Illusion of Dreams & Existence
Crisosto Apache
Driving home, fearing the dream may happen again. A child crosses the road and stares at me. Looking at my own hands, trying not to look up. I do. Does the child exist? People cross the street. My arm hurts. Scars run up, dividing the skin into shallow rivers of broken elastic bands. People intertwine into moving shapes strobing in the sun’s immaculate light. The street is clear, and the child is the last to cross. Does the child exist? Rolling down my window. Cool air dries the sweat off my forehead. Driving past and stopping, hoping it isn’t happening again. People cross the street and the child stares at me. Looking away and fighting the urge to look again. Does the child exist? Driving on. That night I sleep. Waking from a strange noise coming from another room. Getting out of bed and walking down the hallway. Stopping in front of the bedroom the noise stops. Turning around and heading back to bed. In my sleep, I wake to the sound of a crying baby. Sitting up in bed and notice I am alone and then go back to sleep. In the morning I rise and get ready for work. Sipping coffee, I hear a child laughing from the other bedroom. Looking in the direction of the door the noise stops. Does the child exist? Leaving the house, getting in the car, and proceeding to work. Turning my head and begin to back out of the driveway. In my periphery, I notice a child walking. Stopping as the child turns to me. Rolling down my window and asking the child’s name. The child turns and runs. Continuing to work. Does the child exist? Driving my usual route home that evening and it happens again. On the way, stopping twice and seeing the child each time. I begin to worry about these visual reoccurrences. Does the child exist? That night I go to bed early. In the night waking again to the strange noise coming from the spare bedroom. Crawling out of bed and walking down the hall. The noise stops near the bedroom door. Turning around and heading back to bed. The next morning, I am waking to the sound of a laughing child. Crawling out of bed and noticing I am alone. Getting dressed and heading downstairs to drink coffee. From the kitchen, I hear crying coming from the spare bedroom. Approaching the door, and staring at the knob, the noise persists. Slowly swinging the door open and entering the room. Looking around. The room is empty. Turning around and exiting the room and thinking, does the child not –exist?
Crisosto Apache
Driving home, fearing the dream may happen again. A child crosses the road and stares at me. Looking at my own hands, trying not to look up. I do. Does the child exist? People cross the street. My arm hurts. Scars run up, dividing the skin into shallow rivers of broken elastic bands. People intertwine into moving shapes strobing in the sun’s immaculate light. The street is clear, and the child is the last to cross. Does the child exist? Rolling down my window. Cool air dries the sweat off my forehead. Driving past and stopping, hoping it isn’t happening again. People cross the street and the child stares at me. Looking away and fighting the urge to look again. Does the child exist? Driving on. That night I sleep. Waking from a strange noise coming from another room. Getting out of bed and walking down the hallway. Stopping in front of the bedroom the noise stops. Turning around and heading back to bed. In my sleep, I wake to the sound of a crying baby. Sitting up in bed and notice I am alone and then go back to sleep. In the morning I rise and get ready for work. Sipping coffee, I hear a child laughing from the other bedroom. Looking in the direction of the door the noise stops. Does the child exist? Leaving the house, getting in the car, and proceeding to work. Turning my head and begin to back out of the driveway. In my periphery, I notice a child walking. Stopping as the child turns to me. Rolling down my window and asking the child’s name. The child turns and runs. Continuing to work. Does the child exist? Driving my usual route home that evening and it happens again.

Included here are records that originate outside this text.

//! Signed-in user identity.
//!
//! The marketplace API issues credentials whose identity claim may be either
//! a numeric primary key (`"user_id": 12`) or an opaque subject string
//! (`"sub": "a1b2"`). [`UserId`] keeps whichever form the server chose.

use core::fmt;

use serde::{Deserialize, Serialize};

/// Identifier of the signed-in user, as carried in the credential claims.
#[derive(Debug, Clone, PartialEq, Eq, Hash, Serialize, Deserialize)]
#[serde(untagged)]
pub enum UserId {
    /// Numeric database identifier.
    Numeric(i64),
    /// Opaque subject identifier.
    Text(String),
}

impl UserId {
    /// Build an identity from a JSON claim value.
    ///
    /// Returns `None` for values that cannot identify anyone: `null`,
    /// booleans, empty strings, zero, non-integral numbers, arrays and
    /// objects.
    #[must_use]
    pub fn from_claim(value: &serde_json::Value) -> Option<Self> {
        match value {
            serde_json::Value::Number(n) => n.as_i64().filter(|id| *id != 0).map(Self::Numeric),
            serde_json::Value::String(s) if !s.is_empty() => Some(Self::Text(s.clone())),
            _ => None,
        }
    }

    /// Numeric form, when the server uses integer keys.
    #[must_use]
    pub const fn as_numeric(&self) -> Option<i64> {
        match self {
            Self::Numeric(id) => Some(*id),
            Self::Text(_) => None,
        }
    }
}

impl fmt::Display for UserId {
    fn fmt(&self, f: &mut fmt::Formatter<'_>) -> fmt::Result {
        match self {
            Self::Numeric(id) => write!(f, "{id}"),
            Self::Text(s) => f.write_str(s),
        }
    }
}

impl From<i64> for UserId {
    fn from(id: i64) -> Self {
        Self::Numeric(id)
    }
}

impl From<&str> for UserId {
    fn from(id: &str) -> Self {
        Self::Text(id.to_owned())
    }
}
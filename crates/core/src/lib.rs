//! Craftify Core - Shared types library.
//!
//! This crate provides common types used across all Craftify components:
//! - `client` - Session, cart and catalog state for the marketplace API
//! - `cli` - Terminal front end built on the client stores
//!
//! # Architecture
//!
//! The core crate contains only types and traits - no I/O, no HTTP clients,
//! no persistence. This keeps it lightweight and allows it to be used anywhere.
//!
//! # Modules
//!
//! - [`types`] - Newtype wrappers for type-safe IDs, user identities,
//!   bearer credentials and money

#![cfg_attr(not(test), forbid(unsafe_code))]

pub mod types;

pub use types::*;
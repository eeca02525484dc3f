//! Order history store.
//!
//! Lists orders placed by the signed-in user within a recent window. Gated
//! on the session the same way the cart is.

use std::fmt;
use std::sync::Arc;
use std::sync::atomic::AtomicUsize;

use craftify_core::UserId;
use tokio::sync::watch;
use tracing::{debug, instrument, warn};

use crate::api::{MarketplaceApi, Order};
use crate::pending::InFlight;
use crate::session::SessionState;

/// How far back the order history reaches.
#[derive(Debug, Clone, Copy, Default, PartialEq, Eq, Hash)]
pub enum OrderWindow {
    #[default]
    Last30Days,
    Last60Days,
    Last90Days,
}

impl OrderWindow {
    /// Window length in days.
    #[must_use]
    pub const fn days(self) -> u32 {
        match self {
            Self::Last30Days => 30,
            Self::Last60Days => 60,
            Self::Last90Days => 90,
        }
    }
}

impl TryFrom<u32> for OrderWindow {
    type Error = String;

    fn try_from(days: u32) -> Result<Self, Self::Error> {
        match days {
            30 => Ok(Self::Last30Days),
            60 => Ok(Self::Last60Days),
            90 => Ok(Self::Last90Days),
            other => Err(format!("order window must be 30, 60 or 90 days, got {other}")),
        }
    }
}

impl fmt::Display for OrderWindow {
    fn fmt(&self, f: &mut fmt::Formatter<'_>) -> fmt::Result {
        write!(f, "last {} days", self.days())
    }
}

/// Snapshot of the order history.
#[derive(Debug, Clone, Default, PartialEq, Eq)]
pub struct OrderHistoryState {
    pub orders: Vec<Order>,
    pub loading: bool,
    pub error: Option<String>,
    pub window: OrderWindow,
}

/// Order history for the signed-in user.
pub struct OrderHistory<A> {
    api: Arc<A>,
    session: watch::Receiver<SessionState>,
    state: watch::Sender<OrderHistoryState>,
    fetches: AtomicUsize,
}

impl<A: MarketplaceApi> OrderHistory<A> {
    /// Create an empty history gated on the given session.
    pub fn new(api: Arc<A>, session: watch::Receiver<SessionState>) -> Self {
        let (state, _) = watch::channel(OrderHistoryState::default());
        Self {
            api,
            session,
            state,
            fetches: AtomicUsize::new(0),
        }
    }

    /// Current state.
    #[must_use]
    pub fn snapshot(&self) -> OrderHistoryState {
        self.state.borrow().clone()
    }

    /// Subscribe to state changes.
    #[must_use]
    pub fn subscribe(&self) -> watch::Receiver<OrderHistoryState> {
        self.state.subscribe()
    }

    fn current_user(&self) -> Option<UserId> {
        self.session.borrow().user_id().cloned()
    }

    /// Load orders placed within `window`.
    ///
    /// Does nothing when no user is signed in. On failure the previously
    /// loaded orders are kept and the error is recorded.
    #[instrument(skip(self), fields(days = window.days()))]
    pub async fn fetch(&self, window: OrderWindow) {
        let Some(user) = self.current_user() else {
            debug!("Skipping order fetch, no signed-in user");
            return;
        };

        let in_flight = InFlight::start(&self.fetches);
        self.state.send_modify(|state| {
            state.loading = true;
            state.error = None;
            state.window = window;
        });

        let result = self.api.list_orders(window).await;
        let loading = in_flight.others_running();

        if self.current_user().as_ref() != Some(&user) {
            debug!("Discarding order response for a session that has ended");
            self.state.send_if_modified(|state| {
                let changed = state.loading != loading;
                state.loading = loading;
                changed
            });
            return;
        }

        match result {
            Ok(orders) => {
                debug!(count = orders.len(), "Order history loaded");
                self.state.send_modify(|state| {
                    state.orders = orders;
                    state.loading = loading;
                });
            }
            Err(e) => {
                warn!(error = %e, "Failed to load order history");
                self.state.send_modify(|state| {
                    state.error = Some(e.to_string());
                    state.loading = loading;
                });
            }
        }
    }

    /// Drop all loaded orders.
    pub(crate) fn clear(&self) {
        self.state.send_replace(OrderHistoryState::default());
    }
}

On the way, stopping twice and seeing the child each time. I begin to worry about these visual reoccurrences. Does the child exist? That night I go to bed early. In the night waking again to the strange noise coming from the spare bedroom. Crawling out of bed and walking down the hall. The noise stops near the bedroom door. Turning around and heading back to bed. The next morning, I am waking to the sound of a laughing child. Crawling out of bed and noticing I am alone. Getting dressed and heading downstairs to drink coffee. From the kitchen, I hear crying coming from the spare bedroom. Approaching the door, and staring at the knob, the noise persists. Slowly swinging the door open and entering the room. Looking around. The room is empty. Turning around and exiting the room and thinking, does the child not –exist?